Your goal – Go through the records below and show every line with the string "depth".
··· Data for analysis
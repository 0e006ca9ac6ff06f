//! 走法生成、验证与执行
//!
//! 走法分两级验证：
//! - 伪合法：符合棋子走法和路径要求，不考虑己方王是否被将军
//! - 合法：伪合法，且走完后己方王不处于被将军状态
//!
//! 易位权利不单独记录，每次根据王、车是否在原位重新推导。
//! 格子是否受攻击按伪合法走法判定，兵的攻击也跟随兵的走法。
//! 不支持吃过路兵，也不判定五十步和三次重复。

use std::fmt;

use serde::{Deserialize, Serialize};

use crate::board::Board;
use crate::constants::{
    KINGSIDE_CASTLED_ROOK_COL, KINGSIDE_ROOK_COL, KING_HOME_COL, QUEENSIDE_CASTLED_ROOK_COL,
    QUEENSIDE_ROOK_COL,
};
use crate::piece::{Color, Piece, PieceType, Square};

/// 走法
///
/// 走法只是一条请求/记录，执行由 [`MoveGenerator::apply`] 完成。
#[derive(Debug, Clone, Copy, PartialEq, Eq, Hash, Serialize, Deserialize)]
pub struct Move {
    /// 起始格
    pub from: Square,
    /// 目标格
    pub to: Square,
    /// 走动的棋子
    pub piece: Piece,
    /// 被吃的棋子（如果有）
    pub captured: Option<Piece>,
    /// 升变目标（如果有）
    pub promotion: Option<PieceType>,
}

impl Move {
    /// 创建新走法
    pub fn new(from: Square, to: Square, piece: Piece) -> Self {
        Self {
            from,
            to,
            piece,
            captured: None,
            promotion: None,
        }
    }

    /// 创建带吃子的走法
    pub fn with_capture(from: Square, to: Square, piece: Piece, captured: Piece) -> Self {
        Self {
            from,
            to,
            piece,
            captured: Some(captured),
            promotion: None,
        }
    }

    /// 设置升变目标
    pub fn promoting_to(self, promotion: PieceType) -> Self {
        Self {
            promotion: Some(promotion),
            ..self
        }
    }

    /// 是否吃子
    pub fn is_capture(&self) -> bool {
        self.captured.is_some()
    }

    /// 是否为易位（王横走两格）
    pub fn is_castling(&self) -> bool {
        self.piece.piece_type == PieceType::King
            && self.from.row == self.to.row
            && (self.to.col as i8 - self.from.col as i8).abs() == 2
    }
}

impl fmt::Display for Move {
    fn fmt(&self, f: &mut fmt::Formatter<'_>) -> fmt::Result {
        write!(f, "{}{}", self.from, self.to)?;
        if let Some(promotion) = self.promotion {
            write!(f, "{}", promotion.to_char())?;
        }
        Ok(())
    }
}

/// 局面状态（总是即时推导，不存储）
#[derive(Debug, Clone, Copy, PartialEq, Eq, Hash, Serialize, Deserialize)]
pub enum GameState {
    /// 对局进行中
    InProgress,
    /// 将死
    Checkmate,
    /// 逼和
    Stalemate,
}

impl GameState {
    /// 对局是否已结束
    pub fn is_over(&self) -> bool {
        !matches!(self, GameState::InProgress)
    }
}

const KNIGHT_OFFSETS: [(i8, i8); 8] = [
    (-2, -1),
    (-2, 1),
    (-1, -2),
    (-1, 2),
    (1, -2),
    (1, 2),
    (2, -1),
    (2, 1),
];

const KING_OFFSETS: [(i8, i8); 8] = [
    (-1, -1),
    (-1, 0),
    (-1, 1),
    (0, -1),
    (0, 1),
    (1, -1),
    (1, 0),
    (1, 1),
];

const BISHOP_DIRECTIONS: [(i8, i8); 4] = [(-1, -1), (-1, 1), (1, -1), (1, 1)];

const ROOK_DIRECTIONS: [(i8, i8); 4] = [(-1, 0), (1, 0), (0, -1), (0, 1)];

/// 走法生成器
pub struct MoveGenerator;

impl MoveGenerator {
    /// 生成指定阵营的所有合法走法
    ///
    /// 顺序：起始格按行优先，同一起始格内目标格按行优先；
    /// 升变走法按后、车、象、马展开。搜索的同分取舍依赖这个顺序。
    pub fn legal_moves(board: &Board, color: Color) -> Vec<Move> {
        Self::candidate_moves(board, color)
            .into_iter()
            .filter(|mv| Self::is_legal(board, mv))
            .collect()
    }

    /// 生成指定阵营的所有伪合法走法（不考虑将军）
    pub fn pseudo_legal_moves(board: &Board, color: Color) -> Vec<Move> {
        Self::candidate_moves(board, color)
            .into_iter()
            .filter(|mv| Self::is_pseudo_legal(board, mv))
            .collect()
    }

    /// 按棋子的几何走法列出候选走法，是否真正可走由调用方过滤
    fn candidate_moves(board: &Board, color: Color) -> Vec<Move> {
        let mut moves = Vec::with_capacity(64);

        for (from, piece) in board.pieces(color) {
            let mut targets = Self::candidate_targets(board, from, piece);
            targets.sort_by_key(|sq| sq.to_index());

            for to in targets {
                let mv = match board.get(to) {
                    Some(target) => Move::with_capture(from, to, piece, target),
                    None => Move::new(from, to, piece),
                };

                if piece.piece_type == PieceType::Pawn && to.row == color.promotion_row() {
                    for promotion in PieceType::PROMOTIONS {
                        moves.push(mv.promoting_to(promotion));
                    }
                } else {
                    moves.push(mv);
                }
            }
        }

        moves
    }

    /// 棋子可能到达的格子（滑行棋子在第一个有子的格子停下）
    fn candidate_targets(board: &Board, from: Square, piece: Piece) -> Vec<Square> {
        let mut targets = Vec::new();

        match piece.piece_type {
            PieceType::Pawn => {
                let forward = piece.color.forward();
                for d_col in [-1, 0, 1] {
                    targets.extend(from.offset(forward, d_col));
                }
                if from.row == piece.color.pawn_row() {
                    targets.extend(from.offset(2 * forward, 0));
                }
            }
            PieceType::Knight => {
                targets.extend(KNIGHT_OFFSETS.iter().filter_map(|&(dr, dc)| from.offset(dr, dc)));
            }
            PieceType::Bishop => Self::slide_targets(board, from, &BISHOP_DIRECTIONS, &mut targets),
            PieceType::Rook => Self::slide_targets(board, from, &ROOK_DIRECTIONS, &mut targets),
            PieceType::Queen => {
                Self::slide_targets(board, from, &BISHOP_DIRECTIONS, &mut targets);
                Self::slide_targets(board, from, &ROOK_DIRECTIONS, &mut targets);
            }
            PieceType::King => {
                targets.extend(KING_OFFSETS.iter().filter_map(|&(dr, dc)| from.offset(dr, dc)));
                targets.extend(from.offset(0, 2));
                targets.extend(from.offset(0, -2));
            }
        }

        targets
    }

    fn slide_targets(board: &Board, from: Square, directions: &[(i8, i8)], targets: &mut Vec<Square>) {
        for &(dr, dc) in directions {
            let mut current = from;
            while let Some(to) = current.offset(dr, dc) {
                targets.push(to);
                if !board.is_empty(to) {
                    break;
                }
                current = to;
            }
        }
    }

    /// 检查走法是否伪合法
    pub fn is_pseudo_legal(board: &Board, mv: &Move) -> bool {
        if !mv.from.is_valid() || !mv.to.is_valid() || mv.from == mv.to {
            return false;
        }

        // 走法记录的棋子必须与棋盘一致
        if board.get(mv.from) != Some(mv.piece) {
            return false;
        }

        let target = board.get(mv.to);
        if target.is_some_and(|t| t.color == mv.piece.color) {
            return false;
        }

        let promoting = mv.piece.piece_type == PieceType::Pawn
            && mv.to.row == mv.piece.color.promotion_row();
        if let Some(promotion) = mv.promotion {
            if !promoting || !promotion.is_promotion_target() {
                return false;
            }
        }

        let d_row = mv.to.row as i8 - mv.from.row as i8;
        let d_col = mv.to.col as i8 - mv.from.col as i8;

        match mv.piece.piece_type {
            PieceType::King if d_row.abs() <= 1 && d_col.abs() <= 1 => true,
            PieceType::King => Self::can_castle(board, mv),
            _ => Self::can_attack(board, mv.from, mv.piece, mv.to),
        }
    }

    /// 检查易位条件：王和同侧车都在原位、中间无子、王未被将军、王经过的格子不受攻击
    ///
    /// 目标格是否安全由合法性检查统一处理。
    fn can_castle(board: &Board, mv: &Move) -> bool {
        let color = mv.piece.color;
        let row = color.back_row();

        if mv.from != Square::new_unchecked(row, KING_HOME_COL) || mv.to.row != row {
            return false;
        }

        let (rook_col, transit_col, between) = match mv.to.col as i8 - mv.from.col as i8 {
            2 => (KINGSIDE_ROOK_COL, KING_HOME_COL + 1, KING_HOME_COL + 1..KINGSIDE_ROOK_COL),
            -2 => (QUEENSIDE_ROOK_COL, KING_HOME_COL - 1, QUEENSIDE_ROOK_COL + 1..KING_HOME_COL),
            _ => return false,
        };

        let rook = Piece::new(PieceType::Rook, color);
        if board.get(Square::new_unchecked(row, rook_col)) != Some(rook) {
            return false;
        }

        if !between
            .into_iter()
            .all(|col| board.is_empty(Square::new_unchecked(row, col)))
        {
            return false;
        }

        if Self::is_in_check(board, color) {
            return false;
        }

        !Self::is_square_attacked(board, Square::new_unchecked(row, transit_col), color.opponent())
    }

    /// 检查棋子能否不经易位、不看将军地走到目标格
    ///
    /// 目标格上的己方棋子也算在内，所以"受保护"的棋子同样受到攻击。
    /// 兵按走法计算：正前方只能走到空格，斜向只能落在有子的格子。
    fn can_attack(board: &Board, from: Square, piece: Piece, target: Square) -> bool {
        if from == target {
            return false;
        }

        let d_row = target.row as i8 - from.row as i8;
        let d_col = target.col as i8 - from.col as i8;

        match piece.piece_type {
            PieceType::Pawn => {
                let forward = piece.color.forward();
                let occupied = !board.is_empty(target);
                if d_col == 0 && !occupied {
                    if d_row == forward {
                        return true;
                    }
                    // 起始行可以走两格，中间格必须为空
                    from.row == piece.color.pawn_row()
                        && d_row == 2 * forward
                        && from.offset(forward, 0).is_some_and(|mid| board.is_empty(mid))
                } else {
                    d_col.abs() == 1 && d_row == forward && occupied
                }
            }
            PieceType::Knight => {
                matches!((d_row.abs(), d_col.abs()), (1, 2) | (2, 1))
            }
            PieceType::Bishop => {
                d_row.abs() == d_col.abs() && Self::is_path_clear(board, from, target)
            }
            PieceType::Rook => {
                (d_row == 0 || d_col == 0) && Self::is_path_clear(board, from, target)
            }
            PieceType::Queen => {
                (d_row.abs() == d_col.abs() || d_row == 0 || d_col == 0)
                    && Self::is_path_clear(board, from, target)
            }
            PieceType::King => d_row.abs() <= 1 && d_col.abs() <= 1,
        }
    }

    /// 检查两格之间（不含两端）是否全部为空，两格须在同一直线或斜线上
    fn is_path_clear(board: &Board, from: Square, to: Square) -> bool {
        let step_row = (to.row as i8 - from.row as i8).signum();
        let step_col = (to.col as i8 - from.col as i8).signum();

        let mut current = from;
        while let Some(next) = current.offset(step_row, step_col) {
            if next == to {
                return true;
            }
            if !board.is_empty(next) {
                return false;
            }
            current = next;
        }
        false
    }

    /// 检查格子是否受到指定阵营攻击
    pub fn is_square_attacked(board: &Board, sq: Square, by: Color) -> bool {
        Square::all().any(|from| {
            board
                .get(from)
                .is_some_and(|piece| piece.color == by && Self::can_attack(board, from, piece, sq))
        })
    }

    /// 检查指定阵营是否被将军
    ///
    /// 前提：该阵营恰好有一个王。没有王时视为不被将军。
    pub fn is_in_check(board: &Board, color: Color) -> bool {
        match board.find_king(color) {
            Some(king) => Self::is_square_attacked(board, king, color.opponent()),
            None => false,
        }
    }

    /// 检查走法是否完全合法
    pub fn is_legal(board: &Board, mv: &Move) -> bool {
        Self::is_pseudo_legal(board, mv) && !Self::is_in_check(&Self::apply(board, mv), mv.piece.color)
    }

    /// 执行走法，返回新棋盘（不检查合法性，输入棋盘不变）
    pub fn apply(board: &Board, mv: &Move) -> Board {
        let mut next = board.clone();

        if mv.is_castling() {
            let (rook_from, rook_to) = if mv.to.col > mv.from.col {
                (KINGSIDE_ROOK_COL, KINGSIDE_CASTLED_ROOK_COL)
            } else {
                (QUEENSIDE_ROOK_COL, QUEENSIDE_CASTLED_ROOK_COL)
            };
            let row = mv.from.row;
            let rook = next.get(Square::new_unchecked(row, rook_from));
            next.set(Square::new_unchecked(row, rook_from), None);
            next.set(Square::new_unchecked(row, rook_to), rook);
        }

        let placed = match mv.promotion {
            Some(promotion) => Piece::new(promotion, mv.piece.color),
            None => mv.piece,
        };
        next.set(mv.to, Some(placed));
        next.set(mv.from, None);

        next
    }

    /// 判定局面状态
    pub fn classify(board: &Board, color: Color) -> GameState {
        if !Self::legal_moves(board, color).is_empty() {
            GameState::InProgress
        } else if Self::is_in_check(board, color) {
            GameState::Checkmate
        } else {
            GameState::Stalemate
        }
    }

    /// 检查是否被将死
    pub fn is_checkmate(board: &Board, color: Color) -> bool {
        Self::is_in_check(board, color) && Self::legal_moves(board, color).is_empty()
    }

    /// 检查是否逼和（无子可动但未被将军）
    pub fn is_stalemate(board: &Board, color: Color) -> bool {
        !Self::is_in_check(board, color) && Self::legal_moves(board, color).is_empty()
    }

    /// 统计指定深度的叶子节点数（走法生成回归测试用）
    pub fn perft(board: &Board, color: Color, depth: u32) -> u64 {
        if depth == 0 {
            return 1;
        }

        let moves = Self::legal_moves(board, color);
        if depth == 1 {
            return moves.len() as u64;
        }

        moves
            .iter()
            .map(|mv| Self::perft(&Self::apply(board, mv), color.opponent(), depth - 1))
            .sum()
    }
}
······
Task result –
    pub fn perft(board: &Board, color: Color, depth: u32) -> u64 {
        if depth == 0 {
        if depth == 1 {
            .map(|mv| Self::perft(&Self::apply(board, mv), color.opponent(), depth - 1))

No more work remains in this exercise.